By Michael Vizard, InfoWorld |  Software

AS A STARTUP company expecting to use the Internet to facilitate interactions among companies and their customers, 3Path uses a new dedicated online service that makes use of push technology from BackWeb on a peer-to-peer service model. In an interview with InfoWorld Editor in Chief Michael Vizard, CEO Brian Smiga explains why this new type of service makes sense for any company that relies on the Internet to interact with customers.

InfoWorld: How do you describe 3Path?

Smiga: 3Path's vision is to enable priority channels between businesses and their best customers in order to deliver critical documents and content. The reason we're called 3Path is that if you're in business and you want to deliver priority content to your best customers electronically, you've really got only two channels. You can build a private extranet for each customer, or you can send them e-mail attachments. By themselves we think these are inadequate channels or paths to the customer. So we're a supplement to e-mail and extranets that essentially gives you a private dedicated pipe to your customer. We're a service that enables you to invite your customer to give you a branded space on their hard drive into which you can deliver documents in an organized way with notification, tracking, security, and other features.
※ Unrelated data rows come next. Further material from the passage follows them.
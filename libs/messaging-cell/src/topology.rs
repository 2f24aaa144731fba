//! Exchanges, queues and routing keys used by the appointment service.

pub const APPOINTMENTS_EXCHANGE: &str = "medical.appointments";
pub const NOTIFICATIONS_EXCHANGE: &str = "medical.notifications";
pub const EVENTS_EXCHANGE: &str = "medical.events";

#[derive(Debug, Clone, Copy, PartialEq, Eq)]
pub enum ExchangeType {
    Topic,
    Direct,
}

#[derive(Debug, Clone, PartialEq, Eq)]
pub struct ExchangeSpec {
    pub name: String,
    pub kind: ExchangeType,
}

#[derive(Debug, Clone, PartialEq, Eq)]
pub struct QueueSpec {
    pub name: String,
    pub exchange: String,
    pub binding_key: String,
    /// Rejected deliveries are routed to `<name>.dlx` / `<name>.dlq`.
    pub dead_letter: bool,
}

impl QueueSpec {
    pub fn new(name: &str, exchange: &str, binding_key: &str) -> Self {
        Self {
            name: name.to_string(),
            exchange: exchange.to_string(),
            binding_key: binding_key.to_string(),
            dead_letter: true,
        }
    }

    pub fn dead_letter_exchange(&self) -> String {
        format!("{}.dlx", self.name)
    }

    pub fn dead_letter_queue(&self) -> String {
        format!("{}.dlq", self.name)
    }
}

#[derive(Debug, Clone, Default)]
pub struct Topology {
    pub exchanges: Vec<ExchangeSpec>,
    pub queues: Vec<QueueSpec>,
}

impl Topology {
    pub fn appointment_service() -> Self {
        let exchanges = [APPOINTMENTS_EXCHANGE, NOTIFICATIONS_EXCHANGE, EVENTS_EXCHANGE]
            .into_iter()
            .map(|name| ExchangeSpec { name: name.to_string(), kind: ExchangeType::Topic })
            .collect();

        let queues = vec![
            QueueSpec::new("appointment.requests", APPOINTMENTS_EXCHANGE, "appointment.request.#"),
            QueueSpec::new("appointment.responses", APPOINTMENTS_EXCHANGE, "appointment.response.#"),
            QueueSpec::new("appointment.status.updates", APPOINTMENTS_EXCHANGE, "appointment.status.#"),
            QueueSpec::new("appointment.cancellations", APPOINTMENTS_EXCHANGE, routing::APPOINTMENT_CANCELLED),
            QueueSpec::new("appointment.reminders", APPOINTMENTS_EXCHANGE, "appointment.reminder.#"),
            QueueSpec::new("provider.schedule.updates", APPOINTMENTS_EXCHANGE, "provider.schedule.#"),
        ];

        Self { exchanges, queues }
    }

    pub fn queue_names(&self) -> Vec<String> {
        self.queues.iter().map(|q| q.name.clone()).collect()
    }
}

/// AMQP topic match: words are dot separated, `*` matches exactly one word,
/// `#` matches zero or more.
pub fn topic_matches(pattern: &str, routing_key: &str) -> bool {
    fn matches(pattern: &[&str], key: &[&str]) -> bool {
        match (pattern.first(), key.first()) {
            (None, None) => true,
            (Some(&"#"), _) => {
                matches(&pattern[1..], key) || (!key.is_empty() && matches(pattern, &key[1..]))
            }
            (Some(&"*"), Some(_)) => matches(&pattern[1..], &key[1..]),
            (Some(p), Some(k)) if p == k => matches(&pattern[1..], &key[1..]),
            _ => false,
        }
    }

    let pattern: Vec<&str> = pattern.split('.').collect();
    let key: Vec<&str> = routing_key.split('.').collect();
    matches(&pattern, &key)
}

pub mod routing {
    pub const APPOINTMENT_REQUEST_CREATED: &str = "appointment.request.created";
    pub const APPOINTMENT_RESPONSE_ACCEPTED: &str = "appointment.response.accepted";
    pub const APPOINTMENT_RESPONSE_REJECTED: &str = "appointment.response.rejected";
    pub const APPOINTMENT_STATUS_UPDATED: &str = "appointment.status.updated";
    pub const APPOINTMENT_CANCELLED: &str = "appointment.cancelled";
    pub const APPOINTMENT_REMINDER_NEEDED: &str = "appointment.reminder.needed";
    pub const PROVIDER_SCHEDULE_UPDATED: &str = "provider.schedule.updated";
    pub const APPOINTMENT_CREATED: &str = "appointment.created";

    pub fn status_changed(status: &str) -> String {
        format!("appointment.status.{}", status)
    }

    pub fn response(decision: &str) -> String {
        format!("appointment.response.{}", decision)
    }

    pub fn notification(role: &str, kind: &str) -> String {
        format!("notification.{}.{}", role, kind)
    }
}
use std::sync::Arc;
use chrono::{Duration, Utc};
use hmac::{Hmac, Mac};
use sha2::Sha256;
use base64::{Engine as _, engine::general_purpose};
use serde_json::json;
use uuid::Uuid;

use shared_config::AppConfig;
use shared_models::auth::User;

pub struct TestConfig {
    pub jwt_secret: String,
    pub supabase_url: String,
    pub supabase_anon_key: String,
    pub medecins_service_url: String,
    pub patients_service_url: String,
}

impl Default for TestConfig {
    fn default() -> Self {
        Self {
            jwt_secret: "test-secret-key-for-jwt-validation-must-be-long-enough".to_string(),
            supabase_url: "http://localhost:54321".to_string(),
            supabase_anon_key: "test-anon-key".to_string(),
            medecins_service_url: "http://localhost:8001".to_string(),
            patients_service_url: "http://localhost:8002".to_string(),
        }
    }
}

impl TestConfig {
    /// Points both directory services and PostgREST at the same mock server.
    pub fn with_mock_server(uri: &str) -> Self {
        Self {
            supabase_url: uri.to_string(),
            medecins_service_url: uri.to_string(),
            patients_service_url: uri.to_string(),
            ..Self::default()
        }
    }

    pub fn to_app_config(&self) -> AppConfig {
        AppConfig {
            supabase_url: self.supabase_url.clone(),
            supabase_anon_key: self.supabase_anon_key.clone(),
            supabase_jwt_secret: self.jwt_secret.clone(),
            medecins_service_url: self.medecins_service_url.clone(),
            patients_service_url: self.patients_service_url.clone(),
            request_timeout_seconds: 2,
            circuit_breaker_failure_threshold: 3,
            circuit_breaker_recovery_timeout_seconds: 30,
            ..AppConfig::default()
        }
    }

    pub fn to_arc(&self) -> Arc<AppConfig> {
        Arc::new(self.to_app_config())
    }
}

pub struct TestUser {
    pub id: String,
    pub email: String,
    pub role: String,
}

impl Default for TestUser {
    fn default() -> Self {
        Self {
            id: Uuid::new_v4().to_string(),
            email: "test@example.com".to_string(),
            role: "patient".to_string(),
        }
    }
}

impl TestUser {
    pub fn new(email: &str, role: &str) -> Self {
        Self {
            id: Uuid::new_v4().to_string(),
            email: email.to_string(),
            role: role.to_string(),
        }
    }

    pub fn with_id(id: Uuid, role: &str) -> Self {
        Self {
            id: id.to_string(),
            email: format!("{}@example.com", role),
            role: role.to_string(),
        }
    }

    pub fn doctor(email: &str) -> Self {
        Self::new(email, "doctor")
    }

    pub fn patient(email: &str) -> Self {
        Self::new(email, "patient")
    }

    pub fn admin(email: &str) -> Self {
        Self::new(email, "admin")
    }

    pub fn to_user(&self) -> User {
        User {
            id: self.id.clone(),
            email: Some(self.email.clone()),
            role: Some(self.role.clone()),
            metadata: None,
            created_at: Some(Utc::now()),
        }
    }
}

pub struct JwtTestUtils;

impl JwtTestUtils {
    pub fn create_test_token(user: &TestUser, secret: &str, exp_hours: Option<i64>) -> String {
        let now = Utc::now();
        let exp = now + Duration::hours(exp_hours.unwrap_or(24));

        let header = json!({
            "alg": "HS256",
            "typ": "JWT"
        });

        let payload = json!({
            "sub": user.id,
            "email": user.email,
            "role": user.role,
            "iat": now.timestamp(),
            "exp": exp.timestamp()
        });

        let header_encoded = general_purpose::URL_SAFE_NO_PAD.encode(header.to_string());
        let payload_encoded = general_purpose::URL_SAFE_NO_PAD.encode(payload.to_string());

        let signing_input = format!("{}.{}", header_encoded, payload_encoded);

        let mut mac = Hmac::<Sha256>::new_from_slice(secret.as_bytes())
            .expect("HMAC can take key of any size");
        mac.update(signing_input.as_bytes());
        let signature = mac.finalize().into_bytes();
        let signature_encoded = general_purpose::URL_SAFE_NO_PAD.encode(signature);

        format!("{}.{}", signing_input, signature_encoded)
    }

    pub fn create_expired_token(user: &TestUser, secret: &str) -> String {
        Self::create_test_token(user, secret, Some(-1))
    }

    pub fn create_invalid_signature_token(user: &TestUser) -> String {
        Self::create_test_token(user, "wrong-secret", Some(24))
    }
}

/// Canned bodies returned by the doctor and patient directory services.
pub struct MockDirectoryResponses;

impl MockDirectoryResponses {
    pub fn doctor_response(doctor_id: &str) -> serde_json::Value {
        json!({
            "id": doctor_id,
            "first_name": "Test",
            "last_name": "Doctor",
            "specialty": "General Practice",
            "email": "doctor@example.com"
        })
    }

    pub fn patient_response(patient_id: &str) -> serde_json::Value {
        json!({
            "id": patient_id,
            "first_name": "Test",
            "last_name": "Patient",
            "email": "patient@example.com"
        })
    }
}
use axum::{
    http::StatusCode,
    response::{IntoResponse, Response},
    Json,
};
use serde_json::json;
use thiserror::Error;

#[derive(Error, Debug)]
pub enum AppError {
    #[error("Authentication error: {0}")]
    Auth(String),

    #[error("Forbidden: {0}")]
    Forbidden(String),

    #[error("Not Found: {0}")]
    NotFound(String),

    #[error("Bad Request: {0}")]
    BadRequest(String),

    #[error("Internal Server Error: {0}")]
    Internal(String),

    #[error("Database error: {0}")]
    Database(String),

    #[error("Validation error: {0}")]
    ValidationError(String),

    #[error("Conflict: {0}")]
    Conflict(String),

    #[error("Service unavailable: {0}")]
    ServiceUnavailable(String),
}

impl AppError {
    pub fn status_code(&self) -> StatusCode {
        match self {
            AppError::Auth(_) => StatusCode::UNAUTHORIZED,
            AppError::Forbidden(_) => StatusCode::FORBIDDEN,
            AppError::NotFound(_) => StatusCode::NOT_FOUND,
            AppError::BadRequest(_) | AppError::ValidationError(_) => StatusCode::BAD_REQUEST,
            AppError::Internal(_) | AppError::Database(_) => StatusCode::INTERNAL_SERVER_ERROR,
            AppError::Conflict(_) => StatusCode::CONFLICT,
            AppError::ServiceUnavailable(_) => StatusCode::SERVICE_UNAVAILABLE,
        }
    }
}

impl IntoResponse for AppError {
    fn into_response(self) -> Response {
        let status = self.status_code();
        let message = match &self {
            AppError::Auth(msg)
            | AppError::Forbidden(msg)
            | AppError::NotFound(msg)
            | AppError::BadRequest(msg)
            | AppError::Internal(msg)
            | AppError::Database(msg)
            | AppError::ValidationError(msg)
            | AppError::Conflict(msg)
            | AppError::ServiceUnavailable(msg) => msg,
        };

        if status.is_server_error() {
            tracing::error!("Error: {}: {}", status, message);
        } else {
            tracing::debug!("Request rejected: {}: {}", status, message);
        }

        let body = Json(json!({
            "error": message
        }));

        (status, body).into_response()
    }
}

#[cfg(test)]
mod tests {
    use super::*;

    #[test]
    fn maps_errors_to_status_codes() {
        assert_eq!(AppError::Forbidden("x".into()).status_code(), StatusCode::FORBIDDEN);
        assert_eq!(AppError::ServiceUnavailable("x".into()).status_code(), StatusCode::SERVICE_UNAVAILABLE);
        assert_eq!(AppError::ValidationError("x".into()).status_code(), StatusCode::BAD_REQUEST);
        assert_eq!(AppError::Conflict("x".into()).status_code(), StatusCode::CONFLICT);
    }
}
use std::sync::Arc;

use async_trait::async_trait;
use serde_json::Value;
use thiserror::Error;
use tracing::{debug, error, info, warn};

use crate::broker::{AckDecision, InboundDelivery};

#[derive(Debug, Error)]
pub enum HandlerError {
    /// Payload can never be processed; dead-lettered.
    #[error("malformed message: {0}")]
    Malformed(String),

    /// Collaborator unavailable; worth another attempt.
    #[error("transient failure: {0}")]
    Transient(String),

    /// Valid message that does not apply to current state (stale, duplicate,
    /// unknown record). Acknowledged and dropped.
    #[error("skipped: {0}")]
    Skipped(String),
}

#[async_trait]
pub trait EventHandler: Send + Sync {
    async fn handle(&self, routing_key: &str, payload: Value) -> Result<(), HandlerError>;
}

/// Ordered (prefix, handler) routes. The first prefix the routing key starts
/// with wins.
pub struct EventDispatcher {
    routes: Vec<(String, Arc<dyn EventHandler>)>,
    dead_letter_redelivered: bool,
}

impl Default for EventDispatcher {
    fn default() -> Self {
        Self::new()
    }
}

impl EventDispatcher {
    pub fn new() -> Self {
        Self { routes: Vec::new(), dead_letter_redelivered: true }
    }

    pub fn route(mut self, prefix: &str, handler: Arc<dyn EventHandler>) -> Self {
        self.routes.push((prefix.to_string(), handler));
        self
    }

    /// When false, transient failures are requeued indefinitely.
    pub fn dead_letter_redelivered(mut self, enabled: bool) -> Self {
        self.dead_letter_redelivered = enabled;
        self
    }

    pub fn prefixes(&self) -> Vec<&str> {
        self.routes.iter().map(|(prefix, _)| prefix.as_str()).collect()
    }

    fn handler_for(&self, routing_key: &str) -> Option<&Arc<dyn EventHandler>> {
        self.routes
            .iter()
            .find(|(prefix, _)| routing_key.starts_with(prefix.as_str()))
            .map(|(_, handler)| handler)
    }

    /// Every outcome maps to exactly one acknowledgement decision.
    pub async fn dispatch(&self, delivery: &InboundDelivery) -> AckDecision {
        let routing_key = delivery.routing_key.as_str();

        let payload: Value = match serde_json::from_slice(&delivery.body) {
            Ok(payload) => payload,
            Err(e) => {
                error!("Undecodable message on {} ({}): {}", delivery.queue, routing_key, e);
                return AckDecision::Reject;
            }
        };

        let Some(handler) = self.handler_for(routing_key) else {
            warn!("No handler for routing key {}, acknowledging", routing_key);
            return AckDecision::Ack;
        };

        match handler.handle(routing_key, payload).await {
            Ok(()) => {
                debug!("Handled {}", routing_key);
                AckDecision::Ack
            }
            Err(HandlerError::Skipped(reason)) => {
                info!("Skipped {}: {}", routing_key, reason);
                AckDecision::Ack
            }
            Err(HandlerError::Malformed(reason)) => {
                error!("Rejecting {}: {}", routing_key, reason);
                AckDecision::Reject
            }
            Err(HandlerError::Transient(reason)) if delivery.redelivered && self.dead_letter_redelivered => {
                error!("Retry of {} failed again, dead-lettering: {}", routing_key, reason);
                AckDecision::Reject
            }
            Err(HandlerError::Transient(reason)) => {
                warn!("Requeueing {}: {}", routing_key, reason);
                AckDecision::Requeue
            }
        }
    }
}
InfoWorld: Sounds like an electronic equivalent of a Federal Express package.

Smiga: It is like the electronic equivalent of a FedEx, exactly. It's just that simple.

InfoWorld: What's the compelling business value for this approach?

Smiga: The problem with building private extranets for each and every customer is that it's expensive. Research also shows that your average business consumer goes to only seven Web sites on a recurring weekly basis. If you look over people's shoulders you'll see they have 30 bookmarks, but they really keep going back to only five or six or seven. Worse yet, your extranet can't deliver to your customers who are on notebooks when they're disconnected or when they're on dial-up connections, and 40 percent of your audience is on a dial-up or notebook computer. And finally, a Web site can't deliver perishable information effectively -- the problem is that almost all the information you have is perishable.

InfoWorld: Why not just rely on e-mail?